Hungría avanza con la cumbre entre Putin y Trump pese a las dudas de Estados Unidos
El primer ministro húngaro, Viktor Orbán, sigue adelante con los preparativos para una cumbre de paz entre Donald Trump y Vladimir Putin, a pesar de las reservas de Washington. Orbán defiende a Budapest como sede ideal, mientras que el ministro de Exteriores, Peter Szijjarto, critica las filtraciones y noticias falsas que intentan sabotear el evento. La Casa Blanca, sin embargo, se muestra escéptica sobre la realización de la reunión.
El primer ministro de Hungría, Viktor Orbán, ha reafirmado que los preparativos para la llamada "cumbre de paz" entre los presidentes de Estados Unidos, Donald Trump, y de Rusia, Vladimir Putin, continúan a pesar de las dudas expresadas desde Washington.
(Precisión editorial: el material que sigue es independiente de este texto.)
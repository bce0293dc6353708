/// 指纹数据结构
///
/// - `GridCoord`：网格坐标，按 (y, x) 全序，作为分组键
/// - `Fingerprint`：信标 → RSSI，缺失即不存在，不用 0 或空串占位
/// - `RawRecord`：原始数据集中的一行扫描记录

use crate::algorithms::outlier::{Rssi, robust_mean};
use crate::algorithms::transmitter::{TransmitterId, TransmitterSet};
use crate::error::{FingerprintError, Result};
use serde::Serialize;
use std::cmp::Ordering;
use std::collections::BTreeMap;
use std::fmt;

// ============================================================================
// 网格坐标
// ============================================================================

/// 网格坐标
///
/// 排序规则：先 y 后 x，与参考地图的行顺序一致
#[derive(Clone, Copy, Debug, PartialEq, Eq, Hash, Serialize)]
pub struct GridCoord {
    pub x: i32,
    pub y: i32,
}

impl GridCoord {
    pub fn new(x: i32, y: i32) -> Self {
        GridCoord { x, y }
    }

    /// 从文本解析，非整数立即报错，不做截断或四舍五入
    pub fn parse(x: &str, y: &str) -> Result<Self> {
        Ok(GridCoord {
            x: parse_axis("x", x)?,
            y: parse_axis("y", y)?,
        })
    }
}

fn parse_axis(field: &'static str, value: &str) -> Result<i32> {
    value
        .trim()
        .parse::<i32>()
        .map_err(|_| FingerprintError::InvalidCoordinate {
            field,
            value: value.to_string(),
        })
}

impl Ord for GridCoord {
    fn cmp(&self, other: &Self) -> Ordering {
        self.y.cmp(&other.y).then(self.x.cmp(&other.x))
    }
}

impl PartialOrd for GridCoord {
    fn partial_cmp(&self, other: &Self) -> Option<Ordering> {
        Some(self.cmp(other))
    }
}

impl fmt::Display for GridCoord {
    fn fmt(&self, f: &mut fmt::Formatter<'_>) -> fmt::Result {
        write!(f, "({}, {})", self.x, self.y)
    }
}

// ============================================================================
// 指纹
// ============================================================================

/// 信标 → RSSI 的映射
#[derive(Clone, Debug, Default, PartialEq, Eq)]
pub struct Fingerprint {
    readings: BTreeMap<TransmitterId, Rssi>,
}

impl Fingerprint {
    pub fn new() -> Self {
        Fingerprint {
            readings: BTreeMap::new(),
        }
    }

    /// 从 (信标, RSSI) 对创建
    pub fn from_pairs(pairs: Vec<(TransmitterId, Rssi)>) -> Self {
        Fingerprint {
            readings: pairs.into_iter().collect(),
        }
    }

    /// 从按集合顺序排列的可选值创建
    pub fn from_aligned(set: &TransmitterSet, values: &[Option<Rssi>]) -> Self {
        let readings = set
            .iter()
            .zip(values)
            .filter_map(|(id, v)| v.map(|rssi| (*id, rssi)))
            .collect();
        Fingerprint { readings }
    }

    /// 对每个信标的原始读数做离群过滤后取平均
    ///
    /// 没有读数的信标在结果中缺失
    pub fn from_raw_samples(samples: &BTreeMap<TransmitterId, Vec<Rssi>>) -> Self {
        let readings = samples
            .iter()
            .filter_map(|(id, values)| robust_mean(values).map(|avg| (*id, avg)))
            .collect();
        Fingerprint { readings }
    }

    pub fn insert(&mut self, id: TransmitterId, rssi: Rssi) {
        self.readings.insert(id, rssi);
    }

    pub fn get(&self, id: &TransmitterId) -> Option<Rssi> {
        self.readings.get(id).copied()
    }

    pub fn contains(&self, id: &TransmitterId) -> bool {
        self.readings.contains_key(id)
    }

    /// 按信标集合顺序展开
    pub fn aligned(&self, set: &TransmitterSet) -> Vec<Option<Rssi>> {
        set.iter().map(|id| self.get(id)).collect()
    }

    /// 所有信标都属于给定集合
    pub fn check_within(&self, set: &TransmitterSet) -> Result<()> {
        match self.readings.keys().find(|id| !set.contains(id)) {
            Some(id) => Err(FingerprintError::UnknownTransmitter(id.to_string())),
            None => Ok(()),
        }
    }

    pub fn iter(&self) -> impl Iterator<Item = (&TransmitterId, &Rssi)> {
        self.readings.iter()
    }

    /// 有值的信标数量
    pub fn count(&self) -> usize {
        self.readings.len()
    }

    pub fn is_empty(&self) -> bool {
        self.readings.is_empty()
    }
}

// ============================================================================
// 原始记录
// ============================================================================

/// 原始数据集中的一行
///
/// `readings` 与数据集信标集合顺序对齐；`time`、`direction` 只是会话信息，建库时忽略
#[derive(Clone, Debug, PartialEq)]
pub struct RawRecord {
    pub time: String,
    pub coord: GridCoord,
    pub direction: String,
    pub readings: Vec<Option<Rssi>>,
}

impl RawRecord {
    pub fn new(
        time: impl Into<String>,
        coord: GridCoord,
        direction: impl Into<String>,
        readings: Vec<Option<Rssi>>,
    ) -> Self {
        RawRecord {
            time: time.into(),
            coord,
            direction: direction.into(),
            readings,
        }
    }
}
Orbán ha propuesto a Budapest como sede de este encuentro, argumentando que Hungría es una "isla de paz". Sin embargo, la fecha de la cumbre sigue siendo incierta, lo que refleja las complejidades diplomáticas en juego.
El ministro de Exteriores húngaro, Peter Szijjarto, se encuentra en Estados Unidos, intensificando los contactos con Washington y Moscú. Szijjarto ha criticado lo que considera una "ola de filtraciones, falsas noticias y declaraciones" que buscan descarrilar la cumbre. Según él, desde el anuncio del evento, muchos han intentado evitar que se lleve a cabo. El Gobierno húngaro acusa a una supuesta "élite política guerrerista" y señala a Bruselas como responsable de estas tensiones.
El optimismo de Hungría contrasta con los recelos de Rusia y Estados Unidos. La Casa Blanca ha advertido que la reunión entre Trump y Putin no se celebrará pronto. En declaraciones a los medios, Trump se mostró esquivo sobre los retrasos y, al ser interrogado sobre la posible cancelación y su impacto en la entrega de misiles Tomahawk a Ucrania, afirmó:
No quiero perder el tiempo. Estos misiles son una de las principales demandas del presidente ucraniano, Volodimir Zelenski.